AVAILABLE RECORDS:

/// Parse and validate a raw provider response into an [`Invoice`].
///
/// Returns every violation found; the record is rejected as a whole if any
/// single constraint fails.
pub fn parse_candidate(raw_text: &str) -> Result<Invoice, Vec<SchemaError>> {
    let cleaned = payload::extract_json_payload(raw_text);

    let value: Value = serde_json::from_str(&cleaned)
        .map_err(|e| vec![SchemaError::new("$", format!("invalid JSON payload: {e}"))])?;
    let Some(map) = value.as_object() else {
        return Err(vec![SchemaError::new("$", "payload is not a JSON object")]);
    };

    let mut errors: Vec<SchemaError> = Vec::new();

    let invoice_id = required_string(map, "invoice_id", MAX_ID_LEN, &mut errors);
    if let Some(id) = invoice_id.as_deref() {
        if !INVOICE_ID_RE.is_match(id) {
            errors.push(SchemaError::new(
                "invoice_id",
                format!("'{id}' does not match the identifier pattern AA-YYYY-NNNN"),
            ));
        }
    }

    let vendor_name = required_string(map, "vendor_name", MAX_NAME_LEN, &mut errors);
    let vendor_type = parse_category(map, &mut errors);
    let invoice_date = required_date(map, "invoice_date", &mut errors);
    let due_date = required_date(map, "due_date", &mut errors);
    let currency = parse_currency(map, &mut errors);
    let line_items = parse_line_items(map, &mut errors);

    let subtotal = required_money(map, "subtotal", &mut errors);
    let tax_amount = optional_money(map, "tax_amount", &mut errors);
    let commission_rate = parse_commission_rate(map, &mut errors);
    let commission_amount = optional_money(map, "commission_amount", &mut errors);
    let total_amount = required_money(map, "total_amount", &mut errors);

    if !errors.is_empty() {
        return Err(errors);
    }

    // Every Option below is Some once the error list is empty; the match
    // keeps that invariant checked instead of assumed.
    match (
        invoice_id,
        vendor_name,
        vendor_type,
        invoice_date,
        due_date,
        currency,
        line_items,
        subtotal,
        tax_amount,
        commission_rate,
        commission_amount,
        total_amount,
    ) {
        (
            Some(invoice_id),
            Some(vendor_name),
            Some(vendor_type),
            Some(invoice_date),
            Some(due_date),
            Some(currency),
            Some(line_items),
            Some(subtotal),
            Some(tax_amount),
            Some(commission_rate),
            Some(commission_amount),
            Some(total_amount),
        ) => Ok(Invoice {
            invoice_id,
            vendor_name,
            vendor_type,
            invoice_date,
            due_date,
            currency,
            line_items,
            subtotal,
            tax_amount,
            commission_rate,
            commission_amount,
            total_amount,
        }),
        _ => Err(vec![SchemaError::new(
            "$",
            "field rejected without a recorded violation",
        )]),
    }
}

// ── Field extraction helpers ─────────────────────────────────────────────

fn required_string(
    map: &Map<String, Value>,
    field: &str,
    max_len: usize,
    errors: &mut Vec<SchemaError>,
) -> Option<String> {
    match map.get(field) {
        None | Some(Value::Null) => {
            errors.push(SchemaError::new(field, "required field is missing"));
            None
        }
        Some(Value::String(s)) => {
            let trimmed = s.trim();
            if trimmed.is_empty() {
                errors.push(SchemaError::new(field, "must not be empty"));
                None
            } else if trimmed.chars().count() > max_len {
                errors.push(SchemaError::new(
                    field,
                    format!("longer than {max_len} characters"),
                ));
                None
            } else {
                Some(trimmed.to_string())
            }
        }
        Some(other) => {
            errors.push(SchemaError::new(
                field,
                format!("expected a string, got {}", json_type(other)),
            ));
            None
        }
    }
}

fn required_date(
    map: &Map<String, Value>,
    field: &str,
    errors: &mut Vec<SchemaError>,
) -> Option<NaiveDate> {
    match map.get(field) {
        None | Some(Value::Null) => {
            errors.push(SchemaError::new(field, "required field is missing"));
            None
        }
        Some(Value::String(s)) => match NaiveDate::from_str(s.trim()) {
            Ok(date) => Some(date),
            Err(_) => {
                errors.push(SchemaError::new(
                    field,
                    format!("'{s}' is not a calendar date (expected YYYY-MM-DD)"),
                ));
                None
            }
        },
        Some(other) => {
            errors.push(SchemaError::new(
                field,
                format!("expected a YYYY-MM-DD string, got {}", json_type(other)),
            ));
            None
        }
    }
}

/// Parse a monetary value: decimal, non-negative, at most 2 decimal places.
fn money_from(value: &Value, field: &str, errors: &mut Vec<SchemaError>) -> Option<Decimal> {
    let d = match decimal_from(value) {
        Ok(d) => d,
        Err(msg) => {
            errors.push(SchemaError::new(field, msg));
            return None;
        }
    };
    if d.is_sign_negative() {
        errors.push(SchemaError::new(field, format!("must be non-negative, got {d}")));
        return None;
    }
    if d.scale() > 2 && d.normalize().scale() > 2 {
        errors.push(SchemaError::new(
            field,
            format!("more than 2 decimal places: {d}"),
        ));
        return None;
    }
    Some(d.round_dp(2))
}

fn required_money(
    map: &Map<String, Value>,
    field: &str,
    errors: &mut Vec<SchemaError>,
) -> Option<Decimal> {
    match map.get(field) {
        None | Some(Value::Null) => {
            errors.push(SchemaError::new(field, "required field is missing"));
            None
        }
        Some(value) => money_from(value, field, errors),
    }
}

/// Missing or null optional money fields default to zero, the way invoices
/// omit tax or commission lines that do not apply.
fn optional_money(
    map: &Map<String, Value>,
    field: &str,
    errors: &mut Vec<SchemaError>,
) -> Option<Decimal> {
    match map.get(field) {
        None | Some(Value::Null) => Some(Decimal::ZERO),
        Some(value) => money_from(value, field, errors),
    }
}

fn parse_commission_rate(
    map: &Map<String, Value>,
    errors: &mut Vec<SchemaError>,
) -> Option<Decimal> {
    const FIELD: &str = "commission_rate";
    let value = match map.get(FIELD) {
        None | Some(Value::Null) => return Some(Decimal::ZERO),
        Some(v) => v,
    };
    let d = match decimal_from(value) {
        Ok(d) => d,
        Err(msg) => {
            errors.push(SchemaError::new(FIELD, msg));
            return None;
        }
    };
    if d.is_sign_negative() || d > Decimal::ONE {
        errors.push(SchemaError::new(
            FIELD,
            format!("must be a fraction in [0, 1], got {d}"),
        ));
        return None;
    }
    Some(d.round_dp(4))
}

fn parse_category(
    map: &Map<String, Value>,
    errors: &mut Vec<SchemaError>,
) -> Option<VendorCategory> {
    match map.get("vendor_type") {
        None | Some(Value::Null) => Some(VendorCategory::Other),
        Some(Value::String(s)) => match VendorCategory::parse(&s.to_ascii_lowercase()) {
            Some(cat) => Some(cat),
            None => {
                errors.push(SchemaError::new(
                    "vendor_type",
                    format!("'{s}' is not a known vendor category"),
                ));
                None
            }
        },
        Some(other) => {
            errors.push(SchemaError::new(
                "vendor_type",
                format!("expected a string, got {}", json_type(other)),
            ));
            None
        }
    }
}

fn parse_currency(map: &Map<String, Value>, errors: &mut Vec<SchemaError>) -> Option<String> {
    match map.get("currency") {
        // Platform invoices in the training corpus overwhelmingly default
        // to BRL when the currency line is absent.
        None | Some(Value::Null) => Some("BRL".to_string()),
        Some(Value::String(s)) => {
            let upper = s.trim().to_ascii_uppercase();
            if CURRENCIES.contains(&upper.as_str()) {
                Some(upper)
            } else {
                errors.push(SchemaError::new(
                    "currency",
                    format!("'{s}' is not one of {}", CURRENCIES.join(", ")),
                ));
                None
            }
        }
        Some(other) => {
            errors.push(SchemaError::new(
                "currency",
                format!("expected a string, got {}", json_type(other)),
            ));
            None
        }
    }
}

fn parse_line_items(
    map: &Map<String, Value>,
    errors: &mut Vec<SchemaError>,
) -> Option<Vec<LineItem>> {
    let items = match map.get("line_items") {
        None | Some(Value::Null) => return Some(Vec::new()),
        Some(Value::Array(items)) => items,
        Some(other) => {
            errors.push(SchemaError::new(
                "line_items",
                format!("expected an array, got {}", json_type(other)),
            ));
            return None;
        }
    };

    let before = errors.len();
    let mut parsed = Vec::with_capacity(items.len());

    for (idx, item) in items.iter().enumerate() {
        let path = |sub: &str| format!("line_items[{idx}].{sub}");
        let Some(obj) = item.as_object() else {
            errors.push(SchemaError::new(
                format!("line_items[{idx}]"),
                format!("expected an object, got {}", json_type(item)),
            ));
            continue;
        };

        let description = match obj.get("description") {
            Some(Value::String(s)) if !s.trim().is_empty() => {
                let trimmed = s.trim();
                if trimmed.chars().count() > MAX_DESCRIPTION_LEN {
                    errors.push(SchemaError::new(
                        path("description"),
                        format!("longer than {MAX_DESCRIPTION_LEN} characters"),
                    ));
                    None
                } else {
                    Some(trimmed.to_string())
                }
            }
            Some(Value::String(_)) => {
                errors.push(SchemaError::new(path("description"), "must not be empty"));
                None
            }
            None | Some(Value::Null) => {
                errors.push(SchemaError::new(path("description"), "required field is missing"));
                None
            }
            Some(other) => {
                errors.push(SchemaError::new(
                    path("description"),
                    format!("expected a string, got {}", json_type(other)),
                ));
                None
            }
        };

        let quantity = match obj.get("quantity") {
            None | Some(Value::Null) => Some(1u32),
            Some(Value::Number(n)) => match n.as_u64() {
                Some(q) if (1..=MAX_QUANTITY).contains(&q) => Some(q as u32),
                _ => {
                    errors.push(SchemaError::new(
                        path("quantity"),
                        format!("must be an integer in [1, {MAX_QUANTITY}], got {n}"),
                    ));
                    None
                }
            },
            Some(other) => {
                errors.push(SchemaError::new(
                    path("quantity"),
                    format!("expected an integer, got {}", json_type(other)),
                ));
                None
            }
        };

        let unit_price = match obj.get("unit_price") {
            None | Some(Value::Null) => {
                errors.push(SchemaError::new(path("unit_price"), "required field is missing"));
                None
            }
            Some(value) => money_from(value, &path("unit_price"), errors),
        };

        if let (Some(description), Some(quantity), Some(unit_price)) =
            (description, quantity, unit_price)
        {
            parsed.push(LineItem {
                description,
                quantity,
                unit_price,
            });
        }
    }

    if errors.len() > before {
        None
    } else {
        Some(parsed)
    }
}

WORK TO COMPLETE: Check each line of the entries for the string "payload". Copy the lines that have it.

ANSWER BOX:
    let cleaned = payload::extract_json_payload(raw_text);
        .map_err(|e| vec![SchemaError::new("$", format!("invalid JSON payload: {e}"))])?;
        return Err(vec![SchemaError::new("$", "payload is not a JSON object")]);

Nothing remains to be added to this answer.